Soap works in two ways, first it binds to oils in your skin and in dirt and to the water as well, letting you wash it all off as a single complex. Soap’s ability to bind to fats also means that it disrupts the lipophilic (attracted to fats) portion of cell membranes. The result is that soap can literally dissolve the bodies of many microbes.
Particles can be broadly categorized into water loving or water fearing. Salt is so water loving, it’ll just dissolve into it. Oil is so water fearing that you can shake water and oil up as much as you want, and they still separate into layers.
Water loving particles are easy to wash off. Just rinse with water and they’ll follow the water down the drain. But the problem is the water fearing particles that would rather stay on your skin than follow the water.

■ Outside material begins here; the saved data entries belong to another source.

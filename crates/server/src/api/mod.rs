mod route;

pub use route::*;

use anyhow::{Context, Result};
use axum::{
    Router,
    http::{HeaderValue, Method, header::CONTENT_TYPE},
    routing::{get, post},
};
use std::sync::Arc;
use tower_http::{
    cors::{AllowOrigin, CorsLayer},
    trace::TraceLayer,
};

use crate::state::AppState;

pub async fn health() -> &'static str {
    "ok"
}

pub fn router(state: Arc<AppState>, cors_origin: Option<&str>) -> Result<Router> {
    let allow_origin = match cors_origin {
        Some(origin) => AllowOrigin::exact(
            origin
                .parse::<HeaderValue>()
                .with_context(|| format!("CORS_ORIGIN {origin} is not a valid origin"))?,
        ),
        None => AllowOrigin::any(),
    };
    let cors = CorsLayer::new()
        .allow_origin(allow_origin)
        .allow_methods([Method::GET, Method::POST])
        .allow_headers([CONTENT_TYPE]);

    Ok(Router::new()
        .route("/api/route/", post(plan_route))
        .route("/api/route", post(plan_route))
        .route("/health", get(health))
        .layer(cors)
        .layer(TraceLayer::new_for_http())
        .with_state(state))
}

In comes soap. It’s super power is that one half of the particle is water loving, while the other half is water fearing. So when soap is dumped into water, it starts forming little bubbles. The water fearing half of the particles hides from water on the inside of the bubble. And the water loving half is happily on the outside of the bubble next to all the water.
So if you’re a bacteria with a membrane made of water fearing particles, where’s the best place to get away from the water? By also hiding inside those soap bubbles. But since the outside of the bubbles are water loving, the whole thing still gets washed away by water.
(Also, the water fearing half of the soap particle can sometimes wedge itself into those water fearing membranes and rip the bacteria apart, actually killing them).
Soap is made of a surfactant – a molecule that part of which likes hanging with water and the other end likes hanging about with grease or oil.
The cell membrane of a bacterium or virus is made of two layers of a similar type of molecule (called a phospholipid bilayer) and the surfactant can break apart this layer, destroying the cell and killing the bacterium.